BEGIN

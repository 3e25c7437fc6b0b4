//! Journey reporting.
//!
//! A [`JourneyReport`] is built once per run from the scenario driver's defect
//! log and step records. It renders three ways: the plain text log (one
//! `ERROR- ` line per defect, then the summary line), JSON, and JUnit XML with
//! one test case per journey step for CI.

use crate::defect::{Defect, DefectLog};
use crate::result::{ProbarError, ProbarResult};
use chrono::{DateTime, Utc};
use serde::{Deserialize, Serialize};
use std::fmt::Write as _;
use std::path::Path;
use std::str::FromStr;

/// Output format of a report
#[derive(Debug, Clone, Copy, PartialEq, Eq, Default, Serialize, Deserialize)]
#[serde(rename_all = "lowercase")]
pub enum ReportFormat {
    /// `ERROR- ` lines plus summary
    #[default]
    Text,
    /// Pretty-printed JSON
    Json,
    /// JUnit XML
    Junit,
}

impl FromStr for ReportFormat {
    type Err = ProbarError;

    fn from_str(s: &str) -> Result<Self, Self::Err> {
        match s.to_ascii_lowercase().as_str() {
            "text" => Ok(Self::Text),
            "json" => Ok(Self::Json),
            "junit" => Ok(Self::Junit),
            other => Err(ProbarError::ConfigError {
                message: format!("unknown report format '{other}'"),
            }),
        }
    }
}

/// One named journey step
#[derive(Debug, Clone, PartialEq, Eq, Serialize, Deserialize)]
pub struct StepRecord {
    /// Step name
    pub name: String,
    /// Defects the step added
    pub defects: u32,
    /// Wall time spent in the step
    pub duration_ms: u64,
}

/// Result of one journey run
#[derive(Debug, Clone, PartialEq, Eq, Serialize, Deserialize)]
pub struct JourneyReport {
    /// Page the journey ran against
    pub url: String,
    /// Observed page title
    pub title: Option<String>,
    /// When the run started
    pub started_at: DateTime<Utc>,
    /// When the run finished
    pub finished_at: DateTime<Utc>,
    /// Steps in execution order
    pub steps: Vec<StepRecord>,
    /// Defects in the order they were found
    pub defects: Vec<Defect>,
    /// Total defect count
    pub total_defects: u32,
    /// Closing summary line
    pub summary: String,
    /// Run-ending fault, when the journey could not reach its last step
    #[serde(default, skip_serializing_if = "Option::is_none")]
    pub aborted: Option<String>,
}

impl JourneyReport {
    /// Build a report from a finished run
    #[must_use]
    pub fn new(
        url: impl Into<String>,
        title: Option<String>,
        started_at: DateTime<Utc>,
        log: &DefectLog,
        steps: Vec<StepRecord>,
    ) -> Self {
        Self {
            url: url.into(),
            title,
            started_at,
            finished_at: Utc::now(),
            steps,
            defects: log.defects().to_vec(),
            total_defects: log.count(),
            summary: log.summary_line(),
            aborted: None,
        }
    }

    /// Mark the run as cut short by a fault
    #[must_use]
    pub fn with_aborted(mut self, reason: impl Into<String>) -> Self {
        self.aborted = Some(reason.into());
        self
    }

    /// Whether the run reached its last step without a defect
    #[must_use]
    pub const fn passed(&self) -> bool {
        self.total_defects == 0 && self.aborted.is_none()
    }

    /// Steps that added at least one defect
    pub fn failed_steps(&self) -> impl Iterator<Item = &StepRecord> {
        self.steps.iter().filter(|step| step.defects > 0)
    }

    /// Total wall time of all steps
    #[must_use]
    pub fn total_duration_ms(&self) -> u64 {
        self.steps.iter().map(|step| step.duration_ms).sum()
    }

    /// Render in the requested format
    pub fn render(&self, format: ReportFormat) -> ProbarResult<String> {
        match format {
            ReportFormat::Text => Ok(self.render_text()),
            ReportFormat::Json => self.render_json(),
            ReportFormat::Junit => Ok(self.render_junit()),
        }
    }

    /// `ERROR- ` lines followed by the summary line
    #[must_use]
    pub fn render_text(&self) -> String {
        let mut out = String::new();
        for defect in &self.defects {
            out.push_str(&defect.line());
            out.push('\n');
        }
        out.push_str(&self.summary);
        out.push('\n');
        out
    }

    /// Pretty-printed JSON
    pub fn render_json(&self) -> ProbarResult<String> {
        Ok(serde_json::to_string_pretty(self)?)
    }

    /// JUnit XML, one test case per step
    #[must_use]
    pub fn render_junit(&self) -> String {
        let mut xml = String::new();
        xml.push_str(r#"<?xml version="1.0" encoding="UTF-8"?>"#);
        xml.push('\n');
        let _ = writeln!(
            xml,
            r#"<testsuite name="todo-journey" tests="{}" failures="{}" errors="{}" time="{:.3}">"#,
            self.steps.len(),
            self.failed_steps().count(),
            u8::from(self.aborted.is_some()),
            self.total_duration_ms() as f64 / 1000.0
        );
        for step in &self.steps {
            let _ = writeln!(
                xml,
                r#"  <testcase name="{}" time="{:.3}">"#,
                escape_xml(&step.name),
                step.duration_ms as f64 / 1000.0
            );
            for defect in self.defects.iter().filter(|d| d.step == step.name) {
                let detail = defect.diagnostic.as_deref().unwrap_or(&defect.message);
                let _ = writeln!(
                    xml,
                    r#"    <failure message="{}">{}</failure>"#,
                    escape_xml(&defect.message),
                    escape_xml(detail)
                );
            }
            xml.push_str("  </testcase>\n");
        }
        if let Some(reason) = &self.aborted {
            let _ = writeln!(xml, "  <system-err>{}</system-err>", escape_xml(reason));
        }
        xml.push_str("</testsuite>\n");
        xml
    }

    /// Write the rendered report to a file
    pub fn write_to(&self, path: &Path, format: ReportFormat) -> ProbarResult<()> {
        std::fs::write(path, self.render(format)?)?;
        Ok(())
    }
}

/// Escape XML special characters
fn escape_xml(s: &str) -> String {
    s.replace('&', "&amp;")
        .replace('<', "&lt;")
        .replace('>', "&gt;")
        .replace('"', "&quot;")
        .replace('\'', "&apos;")
}

#[cfg(test)]
#[allow(clippy::unwrap_used, clippy::expect_used)]
mod tests {
    use super::*;

    fn sample() -> JourneyReport {
        let mut log = DefectLog::new();
        log.record("verify title", "Wrong Website.", Some("label is \"x\"".to_string()), None);
        log.record(
            "add first task",
            "\"wash the car\" is not the last item. \"<b>\" is shown.",
            None,
            None,
        );
        let steps = vec![
            StepRecord {
                name: "verify title".to_string(),
                defects: 1,
                duration_ms: 12,
            },
            StepRecord {
                name: "add first task".to_string(),
                defects: 1,
                duration_ms: 30,
            },
            StepRecord {
                name: "delete first task".to_string(),
                defects: 0,
                duration_ms: 8,
            },
        ];
        JourneyReport::new("mock://todo", Some("x".to_string()), Utc::now(), &log, steps)
    }

    mod format_tests {
        use super::*;

        #[test]
        fn test_parse_formats() {
            assert_eq!("text".parse::<ReportFormat>().unwrap(), ReportFormat::Text);
            assert_eq!("JSON".parse::<ReportFormat>().unwrap(), ReportFormat::Json);
            assert_eq!("junit".parse::<ReportFormat>().unwrap(), ReportFormat::Junit);
            assert!("html".parse::<ReportFormat>().is_err());
        }
    }

    mod render_tests {
        use super::*;

        #[test]
        fn test_text_render() {
            let text = sample().render_text();
            let lines: Vec<&str> = text.lines().collect();
            assert_eq!(lines[0], "ERROR- Wrong Website.");
            assert!(lines[1].starts_with("ERROR- \"wash the car\""));
            assert_eq!(lines[2], "Testing complete. Found 2 errors in the test run.");
        }

        #[test]
        fn test_clean_text_render() {
            let report =
                JourneyReport::new("mock://todo", None, Utc::now(), &DefectLog::new(), vec![]);
            assert!(report.passed());
            assert_eq!(
                report.render_text(),
                "Testing complete. Found 0 errors in the test run.\n"
            );
        }

        #[test]
        fn test_json_round_trip() {
            let report = sample();
            let json = report.render(ReportFormat::Json).unwrap();
            let back: JourneyReport = serde_json::from_str(&json).unwrap();
            assert_eq!(back, report);
        }

        #[test]
        fn test_junit_render() {
            let xml = sample().render_junit();
            assert!(xml.contains(r#"tests="3" failures="2""#));
            assert!(xml.contains(r#"<testcase name="delete first task""#));
            assert!(xml.contains("&lt;b&gt;"));
            assert_eq!(xml.matches("<failure").count(), 2);
        }

        #[test]
        fn test_aborted_run_keeps_collected_defects() {
            let report =
                sample().with_aborted("delete first task: Browser command failed: gone");
            assert!(!report.passed());
            assert!(report.render_text().starts_with("ERROR- Wrong Website.\n"));
            let xml = report.render_junit();
            assert!(xml.contains(r#"failures="2" errors="1""#));
            assert!(xml.contains("<system-err>delete first task: Browser command failed: gone"));
            let back: JourneyReport =
                serde_json::from_str(&report.render_json().unwrap()).unwrap();
            assert_eq!(back.aborted, report.aborted);
        }

        #[test]
        fn test_clean_report_omits_aborted() {
            let json = sample().render_json().unwrap();
            assert!(!json.contains("aborted"));
            let clean =
                JourneyReport::new("mock://todo", None, Utc::now(), &DefectLog::new(), vec![]);
            assert!(clean.render_junit().contains(r#"errors="0""#));
        }

        #[test]
        fn test_write_to_file() {
            let dir = tempfile::tempdir().unwrap();
            let path = dir.path().join("report.txt");
            sample().write_to(&path, ReportFormat::Text).unwrap();
            let written = std::fs::read_to_string(&path).unwrap();
            assert!(written.ends_with("Found 2 errors in the test run.\n"));
        }
    }

    #[test]
    fn test_totals() {
        let report = sample();
        assert_eq!(report.total_duration_ms(), 50);
        assert_eq!(report.failed_steps().count(), 2);
        assert!(!report.passed());
    }
}
//! State predicates over already-located handles.
//!
//! A predicate compares one observed value against an expectation and returns
//! a [`Verdict`]: a defect delta of 0 or 1 plus a diagnostic naming actual and
//! expected values. Predicates read the handles they are given and never
//! re-query the page. Composite checks add their constituent verdicts.

use crate::contract::{items_left_text, AppContract, FilterTab};
use crate::driver::{ElementHandle, TodoDriver};
use crate::result::ProbarResult;
use serde::{Deserialize, Serialize};

/// Outcome of one or more predicates
#[derive(Debug, Clone, Default, PartialEq, Eq, Serialize, Deserialize)]
pub struct Verdict {
    /// Number of mismatches
    pub defects: u32,
    /// One diagnostic per mismatch
    pub diagnostics: Vec<String>,
}

impl Verdict {
    /// Create a passing verdict
    #[must_use]
    pub fn pass() -> Self {
        Self::default()
    }

    /// Create a single-defect verdict
    #[must_use]
    pub fn fail(diagnostic: impl Into<String>) -> Self {
        Self {
            defects: 1,
            diagnostics: vec![diagnostic.into()],
        }
    }

    /// Pass when `ok`, otherwise fail with the lazily built diagnostic
    #[must_use]
    pub fn check(ok: bool, diagnostic: impl FnOnce() -> String) -> Self {
        if ok {
            Self::pass()
        } else {
            Self::fail(diagnostic())
        }
    }

    /// Whether no mismatch was recorded
    #[must_use]
    pub const fn passed(&self) -> bool {
        self.defects == 0
    }

    /// Add another verdict's defects and diagnostics
    #[must_use]
    pub fn and(mut self, other: Self) -> Self {
        self.defects += other.defects;
        self.diagnostics.extend(other.diagnostics);
        self
    }
}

END

§ **WHAT TO PRODUCE**
Among the lines of the data above, count those containing the word "they" and report the total alone.

§ **RESULT FOR THIS TASK**
2